Animals Still Need Our Help Long After Natural Disasters Fade from Headlines

It’s no secret that animals and pets are often an afterthought when it comes to natural disasters. Sure, relief crews come in to help people and property, and they try to assist the animals impacted as well, but what happens to many of them after the initial relief efforts wind down and all of the extra hands on deck dry up?

storm surge from hurricane
Photo: Pixabay/Wickedgood

Take Turkey and Syria back in February 2023, for example, when devastating quakes rolled through the region, killing tens of thousands and leaving even more homeless. Rescue workers arrived in full force from across the globe to help dig people and pets out, but the crews left months ago. While they were able to reunite some of the survivors with their beloved pets, what about those whose owners weren’t ever coming back?

earthquake rubble
Photo: Pixabay/Angelo_Giordano

According to animal rescuer Mehmet Gürkan Tığoğlu of Turkey, “We domesticated them. Now we can’t leave them by themselves. This is what we did to them, so this is what we have to do for them,” he noted to The Christian Science Monitor recently.

forest fire
Photo: Pixabay/AdinaVoicu

And it isn’t just earthquakes that can leave areas unrecognizable. Consider wildfires, tornados, flooding, and hurricanes. We haven’t even hit prime forest fire season yet, and we’re seeing parts of the Northeast inundated with unprecedented rainfall that has left places like New York and Vermont reeling to combat the rising waters. So, what can you do to help?

tornado aftermath in Oklahoma
Photo: Pixabay/15299

Recognize the fact that once the media presence dies down there is still plenty more to be done. Shelters and rescues are overwhelmed when natural disasters hit. They need all of the volunteers they can get. For weeks and even months afterward there are displaced animals still out there hungry, tired, and often fearful. Just because the camera crews are gone doesn’t mean they are, too.

floodwaters cows
Photo: Pixabay/ArtTower

Keep an eye out for lost animals. If you see farm animals or livestock, contact the local authorities in your area and give them the information regarding their whereabouts. If it’s a domesticated pet, see if you can coax them into going with you or return with a nonlethal trapping device and see if you can’t capture them that way.

lost dog flooding
Photo: Pixabay/npt432

Instead of taking them to a rescue/shelter — assuming they don’t need medical attention — take them home and try to stabilize their emotional and physical condition through food and baths in a safe, comforting environment. Once that happens, take pictures of them and start posting them on social media and apps like Nextdoor. You can also peruse sites like Craigslist with lost animal sections to see if anyone has posted about them there.

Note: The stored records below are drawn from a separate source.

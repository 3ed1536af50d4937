//! Lock model: per-endpoint lock state and rank comparison.
//!
//! ## Ranks
//!
//! | Lock | Rank | Writable by propagation | Set by |
//! |------|------|-------------------------|--------|
//! | `undefined` | 0 | yes | nobody (initial) |
//! | `unlocked` | 0 | yes | user (clear) |
//! | `auto` | 0 | yes | propagation |
//! | `soft` | 1 | no | soft derivation |
//! | `hard` | 2 | no | user |

use chrono::{DateTime, Duration, Utc};
use serde::{Deserialize, Serialize};
use std::fmt;

use super::segment::{Segment, SegmentKind};

/// Lock state of a temporal field.
#[derive(Debug, Clone, Copy, PartialEq, Eq, Hash, Default, Serialize, Deserialize)]
#[serde(rename_all = "lowercase")]
pub enum LockState {
    /// Never set.
    #[default]
    Undefined,
    /// Explicitly cleared by the user.
    Unlocked,
    /// Written by propagation.
    Auto,
    /// Derived from two hard-locked sibling fields.
    Soft,
    /// Pinned by the user.
    Hard,
}

impl LockState {
    /// Rank used for every precedence comparison.
    pub fn rank(self) -> u8 {
        match self {
            Self::Undefined | Self::Unlocked | Self::Auto => 0,
            Self::Soft => 1,
            Self::Hard => 2,
        }
    }

    /// Whether propagation may overwrite a field holding this lock.
    pub fn is_writable(self) -> bool {
        self.rank() <= Self::Auto.rank()
    }
}

impl fmt::Display for LockState {
    fn fmt(&self, f: &mut fmt::Formatter<'_>) -> fmt::Result {
        match self {
            Self::Undefined => write!(f, "undefined"),
            Self::Unlocked => write!(f, "unlocked"),
            Self::Auto => write!(f, "auto"),
            Self::Soft => write!(f, "soft"),
            Self::Hard => write!(f, "hard"),
        }
    }
}

/// A timestamp plus its lock.
#[derive(Debug, Clone, Copy, PartialEq, Eq, Default, Serialize, Deserialize)]
pub struct Endpoint {
    /// UTC timestamp, if known.
    pub utc: Option<DateTime<Utc>>,
    /// Lock state.
    #[serde(default)]
    pub lock: LockState,
}

impl Endpoint {
    /// Create an endpoint.
    pub fn new(utc: Option<DateTime<Utc>>, lock: LockState) -> Self {
        Self { utc, lock }
    }

    /// A user-pinned endpoint.
    pub fn hard(utc: DateTime<Utc>) -> Self {
        Self::new(Some(utc), LockState::Hard)
    }

    /// A propagation-written endpoint.
    pub fn auto(utc: DateTime<Utc>) -> Self {
        Self::new(Some(utc), LockState::Auto)
    }

    /// Whether propagation may overwrite this endpoint.
    pub fn is_writable(&self) -> bool {
        self.lock.is_writable()
    }

    /// Whether this endpoint has a timestamp and a lock of at least `soft`.
    pub fn is_pinned(&self) -> bool {
        self.utc.is_some() && self.lock.rank() >= LockState::Soft.rank()
    }

    /// Rank of the lock.
    pub fn rank(&self) -> u8 {
        self.lock.rank()
    }
}

/// Duration in hours plus its lock.
#[derive(Debug, Clone, Copy, PartialEq, Default, Serialize, Deserialize)]
pub struct DurationField {
    /// Length in hours, if known.
    pub val: Option<f64>,
    /// Lock state.
    #[serde(default)]
    pub lock: LockState,
}

impl DurationField {
    /// Create a duration field.
    pub fn new(val: Option<f64>, lock: LockState) -> Self {
        Self { val, lock }
    }

    /// A user-pinned duration.
    pub fn hard(hours: f64) -> Self {
        Self::new(Some(hours), LockState::Hard)
    }

    /// An unlocked duration hint, used by propagation but freely overwritable.
    pub fn unlocked(hours: f64) -> Self {
        Self::new(Some(hours), LockState::Unlocked)
    }
}

/// Longest duration a user may enter for one segment (a leap year).
pub const MAX_SEGMENT_HOURS: f64 = 24.0 * 366.0;

/// Convert fractional hours to a millisecond-precision duration.
///
/// `None` when the value is not finite or does not fit a `Duration`.
pub fn hours_to_duration(hours: f64) -> Option<Duration> {
    let millis = (hours * 3_600_000.0).round();
    if !millis.is_finite() || millis.abs() >= i64::MAX as f64 {
        return None;
    }
    Duration::try_milliseconds(millis as i64)
}

/// Shift a timestamp by fractional hours, `None` on overflow.
pub fn shift_by_hours(utc: DateTime<Utc>, hours: f64) -> Option<DateTime<Utc>> {
    utc.checked_add_signed(hours_to_duration(hours)?)
}

/// Convert a duration to fractional hours.
pub fn duration_to_hours(duration: Duration) -> f64 {
    duration.num_milliseconds() as f64 / 3_600_000.0
}

/// Re-derive the soft field of a stop.
///
/// With exactly two of `start`, `end`, `duration` hard-locked, the third is
/// computed from them and marked `soft`. With zero or one hard field every
/// `soft` field is retracted to `unlocked`. Non-stops are returned unchanged.
pub fn derive_soft_field(segment: &Segment) -> Segment {
    let mut seg = segment.clone();
    if !matches!(seg.kind, SegmentKind::Stop) {
        return seg;
    }

    let start = seg.start.utc.filter(|_| seg.start.lock == LockState::Hard);
    let end = seg.end.utc.filter(|_| seg.end.lock == LockState::Hard);
    let hours = seg.duration.val.filter(|_| seg.duration.lock == LockState::Hard);

    let derived = match (start, end, hours) {
        (Some(start), Some(end), None) => {
            seg.duration = DurationField::new(Some(duration_to_hours(end - start)), LockState::Soft);
            true
        }
        (Some(start), None, Some(hours)) => match shift_by_hours(start, hours) {
            Some(end) => {
                seg.end = Endpoint::new(Some(end), LockState::Soft);
                true
            }
            None => false,
        },
        (None, Some(end), Some(hours)) => match shift_by_hours(end, -hours) {
            Some(start) => {
                seg.start = Endpoint::new(Some(start), LockState::Soft);
                true
            }
            None => false,
        },
        (Some(_), Some(_), Some(_)) => true,
        _ => false,
    };

    if !derived {
        if seg.start.lock == LockState::Soft {
            seg.start.lock = LockState::Unlocked;
        }
        if seg.end.lock == LockState::Soft {
            seg.end.lock = LockState::Unlocked;
        }
        if seg.duration.lock == LockState::Soft {
            seg.duration.lock = LockState::Unlocked;
        }
    }

    seg
}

Chances are someone is looking for them. By going the extra mile, you can remove a lot of the stress these helpless creatures and their heartbroken owners feel and feel a whole lot better about yourself in the process.

“This work is so important,” Tığoğlu added. “Imagine a person who has lost everything. To find their pet gives them one small hope so that they can continue surviving.”